* [Problem requirements]:
For the word "WalletProvider", return each line of the data in which it occurs.

* [Supplied data]:

Segment Open

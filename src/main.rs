//! Crossflow Engine - request coordination and cross-chain execution
//!
//! The service behind the Crossflow trading dashboard: turns rate-limited
//! third-party quote/price APIs into a deduplicated cached data source and
//! drives swap/bridge executions to completion with retry and timeout
//! policy. The dashboard edge tier talks to it over HTTP.

use anyhow::Result;
use std::sync::Arc;
use tokio::signal;
use tracing::{error, info, warn};

mod amount;
mod api;
mod config;
mod coordinator;
mod error;
mod executor;
mod metrics;
mod orders;
mod providers;
mod resolver;

use config::Settings;
use coordinator::RequestCoordinator;
use executor::SwapExecutor;
use metrics::MetricsServer;
use orders::{OrderStore, SqlOrderStore, TriggerEvaluator};
use providers::{
    BridgeProvider, HttpBridgeProvider, HttpSwapProvider, LocalSigner, RpcStatusProvider,
    StatusProvider, SwapProvider, WalletProvider,
};
use resolver::{CrossChainResolver, QuoteResolver};

#[tokio::main]
async fn main() -> Result<()> {
    // Initialize logging
    init_logging();

    info!("Starting Crossflow Engine v{}", env!("CARGO_PKG_VERSION"));

    // Load configuration
    let settings = Settings::load()?;
    info!(
        "Loaded configuration for {} chains",
        settings.enabled_chains().len()
    );

    // Initialize database connection
    let store = Arc::new(SqlOrderStore::new(&settings.database).await?);
    info!("Database connection established");

    // Run migrations
    store.run_migrations().await?;
    info!("Database migrations complete");

    // Shared request coordinator: one deduplicating cache for everything
    let coordinator = RequestCoordinator::new(settings.coordinator.clone());

    // Provider collaborators
    let swap_provider: Arc<dyn SwapProvider> =
        Arc::new(HttpSwapProvider::new(&settings.providers)?);
    let bridge_provider: Arc<dyn BridgeProvider> =
        Arc::new(HttpBridgeProvider::new(&settings.providers)?);
    let wallet: Arc<dyn WalletProvider> = Arc::new(LocalSigner::from_settings(&settings)?);
    let status_provider: Arc<dyn StatusProvider> =
        Arc::new(RpcStatusProvider::from_settings(&settings)?);

    // Execution state machine
    let swap_executor = Arc::new(SwapExecutor::new(
        wallet,
        bridge_provider.clone(),
        status_provider,
        settings.executor.clone(),
    ));

    // Quote resolvers
    let quote_resolver = Arc::new(QuoteResolver::spawn(
        coordinator.clone(),
        swap_provider.clone(),
        settings.resolver.clone(),
    ));
    let cross_chain_resolver = Arc::new(CrossChainResolver::spawn(
        coordinator.clone(),
        bridge_provider,
        settings.resolver.clone(),
    ));

    // Order trigger evaluator
    let evaluator = Arc::new(TriggerEvaluator::new(
        store.clone() as Arc<dyn OrderStore>,
        swap_provider,
        coordinator.clone(),
        &settings.scheduler,
    ));

    // Initialize metrics server
    let metrics_handle = if settings.metrics.enabled {
        let server = MetricsServer::new(settings.metrics.port);
        Some(tokio::spawn(async move {
            if let Err(e) = server.run().await {
                error!("Metrics server error: {}", e);
            }
        }))
    } else {
        None
    };

    // Start API server
    let api_handle = tokio::spawn({
        let state = api::AppState {
            executor: swap_executor.clone(),
            store: store.clone(),
            quote: quote_resolver.clone(),
            cross_chain: cross_chain_resolver.clone(),
            coordinator: coordinator.clone(),
        };
        let api_config = settings.api.clone();
        async move {
            if let Err(e) = api::run_server(api_config, state).await {
                error!("API server error: {}", e);
            }
        }
    });

    // Scheduled order trigger evaluation
    let scheduler_handle = tokio::spawn({
        let evaluator = evaluator.clone();
        let interval = settings.scheduler.trigger_interval_secs;
        async move {
            let mut ticker =
                tokio::time::interval(tokio::time::Duration::from_secs(interval.max(1)));
            loop {
                ticker.tick().await;
                match evaluator.run_cycle().await {
                    Ok(summary) => {
                        if summary.triggered + summary.expired + summary.advanced > 0 {
                            info!(
                                "Trigger cycle: {} triggered, {} advanced, {} expired, {} skipped",
                                summary.triggered,
                                summary.advanced,
                                summary.expired,
                                summary.skipped
                            );
                        }
                    }
                    Err(e) => error!("Trigger cycle failed: {}", e),
                }
            }
        }
    });

    // Health check loop
    let health_handle = tokio::spawn({
        let store = store.clone();
        let interval = settings.engine.health_check_interval_secs;
        async move {
            loop {
                tokio::time::sleep(tokio::time::Duration::from_secs(interval)).await;

                match store.health_check().await {
                    Ok(()) => metrics::record_health_check(),
                    Err(e) => {
                        warn!("Database health check failed: {}", e);
                        metrics::record_health_check_failure();
                    }
                }
            }
        }
    });

    info!("Crossflow Engine is running");
    info!("API server: http://{}:{}", settings.api.host, settings.api.port);
    if settings.metrics.enabled {
        info!("Metrics: http://0.0.0.0:{}/metrics", settings.metrics.port);
    }

    // Wait for shutdown signal
    shutdown_signal().await;

    info!("Shutdown signal received, stopping...");

    // Graceful shutdown: stop detached polls and resolver tasks first
    swap_executor.shutdown();
    quote_resolver.shutdown();
    cross_chain_resolver.shutdown();

    // Abort background tasks
    api_handle.abort();
    scheduler_handle.abort();
    health_handle.abort();
    if let Some(h) = metrics_handle {
        h.abort();
    }

    info!("Crossflow Engine stopped");
    Ok(())
}

fn init_logging() {
    use tracing_subscriber::{fmt, prelude::*, EnvFilter};

    let filter = EnvFilter::try_from_default_env().unwrap_or_else(|_| {
        EnvFilter::new("info,crossflow_engine=debug,sqlx=warn,hyper=warn")
    });

    tracing_subscriber::registry()
        .with(filter)
        .with(fmt::layer().with_target(true).with_thread_ids(true))
        .init();
}

async fn shutdown_signal() {
    let ctrl_c = async {
        signal::ctrl_c()
            .await
            .expect("Failed to install Ctrl+C handler");
    };

    #[cfg(unix)]
    let terminate = async {
        signal::unix::signal(signal::unix::SignalKind::terminate())
            .expect("Failed to install signal handler")
            .recv()
            .await;
    };

    #[cfg(not(unix))]
    let terminate = std::future::pending::<()>();

    tokio::select! {
        _ = ctrl_c => {},
        _ = terminate => {},
    }
}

Segment Closed

* [Response box]:
    StatusProvider, SwapProvider, WalletProvider,
    let wallet: Arc<dyn WalletProvider> = Arc::new(LocalSigner::from_settings(&settings)?);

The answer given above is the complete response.